Slippery Elm Bark Powder
This is a holy grail product where it should live in your cupboard always!
What is it?
Slippery elm bark is a mucilaginous herb that will bind diarrhea in its tracts! It is also a prebiotic and very soothing to the throat and entire digestive tract and will help relieve IBD conditions. You can either mix it in food or give straight by mixing in water (my preferred method) as they sometimes aren’t a fan of the taste and I find it works faster this way.
Remember, puppies and kittens need more sleep than they do exercise in this stage of their lives, make sure they do get some however, not too high in intensity but also not too little. Get them out exploring, with fresh air and plenty of socialization. Also remember that you are now their sole educator, so, teach them well!
‘Mother knows best’, by Lea Benjamin is a great reference book for training and early canine education and psychology, for both new and seasoned dog owners.
The kitten pictured above is Molly, she is fed a species appropriate diet with supplementation, and is now 8 years old. She has not had to see a vet in almost her entire life.

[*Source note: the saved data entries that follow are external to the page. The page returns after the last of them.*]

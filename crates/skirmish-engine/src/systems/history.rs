//! History tracker — bounded, timestamped position histories per entity,
//! and the smoothed velocity/acceleration estimates derived from them.
//!
//! Ranged and melee prediction want different trade-offs: ranged uses a
//! short finite difference that reacts quickly, melee uses a longer
//! buffer with exponential smoothing so the pursuit vector stays stable.

use std::collections::{HashMap, VecDeque};

use glam::DVec2;

use skirmish_core::constants::*;
use skirmish_core::types::EntityId;

/// Smoothed melee kinematics for a tracked entity.
#[derive(Debug, Clone, Copy, Default, PartialEq)]
pub struct MeleeEstimate {
    pub velocity: DVec2,
    pub acceleration: DVec2,
}

/// A (timestamp, position) pair.
type Sample = (f64, DVec2);

#[derive(Debug, Default)]
struct RangedTrack {
    samples: VecDeque<Sample>,
}

#[derive(Debug, Default)]
struct MeleeTrack {
    samples: VecDeque<Sample>,
    smoothed_velocity: DVec2,
    prev_raw_velocity: Option<DVec2>,
    acceleration: DVec2,
}

/// Per-entity position histories, owned exclusively by the engine.
#[derive(Debug, Default)]
pub struct HistoryTracker {
    ranged: HashMap<EntityId, RangedTrack>,
    melee: HashMap<EntityId, MeleeTrack>,
}

impl HistoryTracker {
    pub fn new() -> Self {
        Self::default()
    }

    /// Record a position sample on the ranged path. Entries are created
    /// lazily on first observation; overflow evicts from the front.
    pub fn observe_ranged(&mut self, id: EntityId, position: DVec2, timestamp: f64) {
        let track = self.ranged.entry(id).or_default();
        track.samples.push_back((timestamp, position));
        while track.samples.len() > RANGED_HISTORY_CAPACITY {
            track.samples.pop_front();
        }
    }

    /// Linear velocity from a finite difference over the last three
    /// samples, or `None` when too few samples or too small an interval.
    pub fn estimate_ranged(&self, id: EntityId) -> Option<DVec2> {
        let track = self.ranged.get(&id)?;
        if track.samples.len() < RANGED_MIN_SAMPLES {
            return None;
        }
        let newest = track.samples[track.samples.len() - 1];
        let oldest = track.samples[track.samples.len() - RANGED_MIN_SAMPLES];
        let dt = newest.0 - oldest.0;
        if dt < MIN_SAMPLE_INTERVAL {
            return None;
        }
        Some(clamp_speed((newest.1 - oldest.1) / dt))
    }

    /// Record a position sample on the melee path and fold it into the
    /// smoothed velocity and acceleration estimates.
    pub fn observe_melee(&mut self, id: EntityId, position: DVec2, timestamp: f64) {
        let track = self.melee.entry(id).or_default();
        track.samples.push_back((timestamp, position));
        while track.samples.len() > MELEE_HISTORY_CAPACITY {
            track.samples.pop_front();
        }
        if track.samples.len() < MELEE_MIN_SAMPLES {
            return;
        }

        let newest = track.samples[track.samples.len() - 1];
        let oldest = track.samples[0];
        let dt = newest.0 - oldest.0;
        if dt < MIN_SAMPLE_INTERVAL {
            return;
        }
        let raw = (newest.1 - oldest.1) / dt;

        let s = MELEE_VELOCITY_SMOOTHING;
        track.smoothed_velocity = clamp_speed(track.smoothed_velocity * s + raw * (1.0 - s));
        if let Some(prev) = track.prev_raw_velocity {
            // Acceleration as the smoothed first difference of raw velocity.
            track.acceleration = (raw - prev) * (1.0 - s);
        }
        track.prev_raw_velocity = Some(raw);
    }

    /// Smoothed melee kinematics, or `None` when the entity has too few
    /// samples for a reliable estimate.
    pub fn estimate_melee(&self, id: EntityId) -> Option<MeleeEstimate> {
        let track = self.melee.get(&id)?;
        if track.samples.len() < MELEE_MIN_SAMPLES {
            return None;
        }
        Some(MeleeEstimate {
            velocity: track.smoothed_velocity,
            acceleration: track.acceleration,
        })
    }

    /// Number of ranged samples held for an entity.
    pub fn ranged_sample_count(&self, id: EntityId) -> usize {
        self.ranged.get(&id).map_or(0, |t| t.samples.len())
    }

    /// Number of melee samples held for an entity.
    pub fn melee_sample_count(&self, id: EntityId) -> usize {
        self.melee.get(&id).map_or(0, |t| t.samples.len())
    }

    /// Drop all samples for one entity (target switch starts fresh).
    pub fn reset(&mut self, id: EntityId) {
        self.ranged.remove(&id);
        self.melee.remove(&id);
    }

    /// Drop everything.
    pub fn clear(&mut self) {
        self.ranged.clear();
        self.melee.clear();
    }

    /// Evict tracks not observed recently, bounding the map to entities
    /// actually being watched.
    pub fn prune(&mut self, now: f64) {
        let stale = |samples: &VecDeque<Sample>| {
            samples.back().map_or(true, |s| now - s.0 > HISTORY_MAX_AGE)
        };
        self.ranged.retain(|_, t| !stale(&t.samples));
        self.melee.retain(|_, t| !stale(&t.samples));
    }
}

/// Uniformly rescale a velocity whose magnitude exceeds the plausible
/// ceiling (rejects teleports and sensor glitches).
fn clamp_speed(v: DVec2) -> DVec2 {
    let speed = v.length();
    if speed > MAX_TARGET_SPEED {
        v * (MAX_TARGET_SPEED / speed)
    } else {
        v
    }
}
//! Tick fault taxonomy.

use thiserror::Error;

/// Faults that abort a tick before a decision is reached.
///
/// These are the missing-context class: the snapshot is re-checked next
/// tick, so no retry or state reset is needed. Degenerate geometry is
/// guarded locally in each subsystem and never surfaces here; anything
/// unexpected is caught at the engine's unwind boundary instead.
#[derive(Debug, Error, PartialEq, Eq)]
pub enum TickError {
    /// The snapshot carries no observer entity yet.
    #[error("observer entity missing from snapshot")]
    ObserverMissing,
}
//! Decision subsystems composed by the engagement state machine.

pub mod hazard;
pub mod history;
pub mod targeting;
pub mod trajectory;
pub mod visibility;
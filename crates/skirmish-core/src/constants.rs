//! Engine tuning constants.

// --- History tracking ---

/// Ring buffer capacity for ranged prediction histories.
pub const RANGED_HISTORY_CAPACITY: usize = 20;

/// Minimum samples before a ranged velocity estimate is available.
pub const RANGED_MIN_SAMPLES: usize = 3;

/// Ring buffer capacity for melee prediction histories.
pub const MELEE_HISTORY_CAPACITY: usize = 30;

/// Minimum samples before a melee velocity estimate is available.
pub const MELEE_MIN_SAMPLES: usize = 5;

/// Exponential smoothing factor for melee velocity (weight on the
/// previous smoothed value).
pub const MELEE_VELOCITY_SMOOTHING: f64 = 0.7;

/// Maximum plausible target speed (units/s). Faster apparent motion is
/// treated as sensor noise or a teleport and rescaled down.
pub const MAX_TARGET_SPEED: f64 = 2000.0;

/// Time deltas below this are too small for a finite difference (seconds).
pub const MIN_SAMPLE_INTERVAL: f64 = 0.001;

/// Tracks unobserved for this long are evicted (seconds).
pub const HISTORY_MAX_AGE: f64 = 5.0;

// --- Visibility ---

/// Minimum projectile height; obstacles shorter than this are overflown.
pub const PROJECTILE_HEIGHT: f64 = 0.25;

/// Approximate player collision radius; hits within this of the target
/// do not count as blocking.
pub const TARGET_COLLISION_RADIUS: f64 = 0.75;

/// Spread widening factor for the visibility ray fan.
pub const SPREAD_FAN_FACTOR: f64 = 1.5;

/// Bounds on the visibility ray count.
pub const MIN_RAY_COUNT: usize = 1;
pub const MAX_RAY_COUNT: usize = 30;

/// Ray count for zero-spread weapons before the distance term.
pub const ZERO_SPREAD_RAY_COUNT: usize = 15;

/// One additional ray per this many units of target distance.
pub const RAY_DISTANCE_STEP: f64 = 50.0;

/// Fraction of unblocked rays for immediate acceptance.
pub const VISIBILITY_FAST_ACCEPT: f64 = 0.4;

/// Minimum fraction of unblocked rays to still accept.
pub const VISIBILITY_MIN_ACCEPT: f64 = 0.3;

/// Obstacles above this health are assumed load-bearing and blocking
/// when no other classification applies.
pub const BLOCKING_HEALTH_THRESHOLD: f64 = 200.0;

// --- Target acquisition ---

/// Screen-distance decay constant for ranged target scoring (pixels).
pub const RANGED_SCORE_DECAY: f64 = 120.0;

/// Score bonus for keeping the previously selected target.
pub const TARGET_CONTINUITY_BONUS: f64 = 0.02;

/// World distance under which loot candidates get a score boost.
pub const LOOT_NEAR_DISTANCE: f64 = 100.0;

/// Score boost for loot candidates inside `LOOT_NEAR_DISTANCE`.
pub const LOOT_NEAR_BONUS: f64 = 50.0;

// --- Melee engagement ---

/// Base melee engage distance (units).
pub const MELEE_ENGAGE_DISTANCE: f64 = 5.5;

/// Extended detection range for melee target search (units).
pub const MELEE_DETECTION_DISTANCE: f64 = 7.5;

/// Hysteresis margin preventing rapid lock/unlock at the boundary.
pub const MELEE_LOCK_HYSTERESIS: f64 = 1.0;

/// Base melee prediction lookahead (seconds).
pub const MELEE_PREDICTION_LOOKAHEAD: f64 = 0.2;

/// Target speed at which the adaptive lookahead saturates (units/s).
pub const MELEE_LOOKAHEAD_SPEED_SCALE: f64 = 500.0;

/// Target speed above which the movement angle leads the target.
pub const MELEE_LEAD_SPEED_THRESHOLD: f64 = 150.0;

/// Upper bound on the directional lead blend factor.
pub const MELEE_LEAD_MAX_FACTOR: f64 = 0.15;

/// Adaptive engage bonus saturates at speed / this (capped below).
pub const MELEE_ADAPTIVE_SPEED_SCALE: f64 = 1000.0;

/// Maximum adaptive engage distance bonus (units).
pub const MELEE_ADAPTIVE_MAX_BONUS: f64 = 0.5;

/// Aggressive-mode multiplier on the auto-equip envelope.
pub const AGGRESSIVE_MELEE_RANGE_FACTOR: f64 = 1.5;

/// Ranged aiming also engages inside this distance when only melee is
/// enabled (units).
pub const MELEE_RANGED_ASSIST_DISTANCE: f64 = 8.0;

// --- Hazard avoidance ---

/// Default explosion radius when the snapshot carries none (units).
pub const HAZARD_BASE_RADIUS: f64 = 8.0;

/// Safety margin added to the explosion radius to form the danger zone.
pub const HAZARD_SAFETY_MARGIN: f64 = 20.0;

/// Fraction of the explosion radius forming the critical zone, inside
/// which melee pursuit is overridden.
pub const HAZARD_CRITICAL_FACTOR: f64 = 0.8;

/// Maximum distance at which hazards are considered at all (units).
pub const HAZARD_SCAN_RANGE: f64 = 45.0;

/// Minimum interval between full hazard scans (seconds).
pub const HAZARD_SCAN_INTERVAL: f64 = 0.05;

/// Substitute weight for a hazard at effectively zero distance.
pub const HAZARD_ZERO_DISTANCE_WEIGHT: f64 = 10.0;

/// Distances below this hit the zero-distance singularity guard.
pub const HAZARD_ZERO_DISTANCE_EPSILON: f64 = 0.1;

/// Evasion headings with resultant magnitude below this are discarded.
pub const HAZARD_MIN_RESULTANT: f64 = 0.1;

The 2 monkeys that are pictured here at 5 months old is Matty (Matteas) and Missy. They are both Great Pyrenees. They turned 8 years old last month. They are fed a species appropriate diet with supplementation. They also have not had to see the vet in almost their entire life. They still play like they are puppies.
Lucy is an avid pet mom; with dogs, cats, goats and horses to keep her busy! All of her pet 'kids' are fed a species appropriate diet with proper supplementation so she can watch them thrive. Her expertise and experience lie in nutraceutical supplementation and is a health advocate for proper diet and nutrition. Her other passions in life are schutzhund and equestrian riding.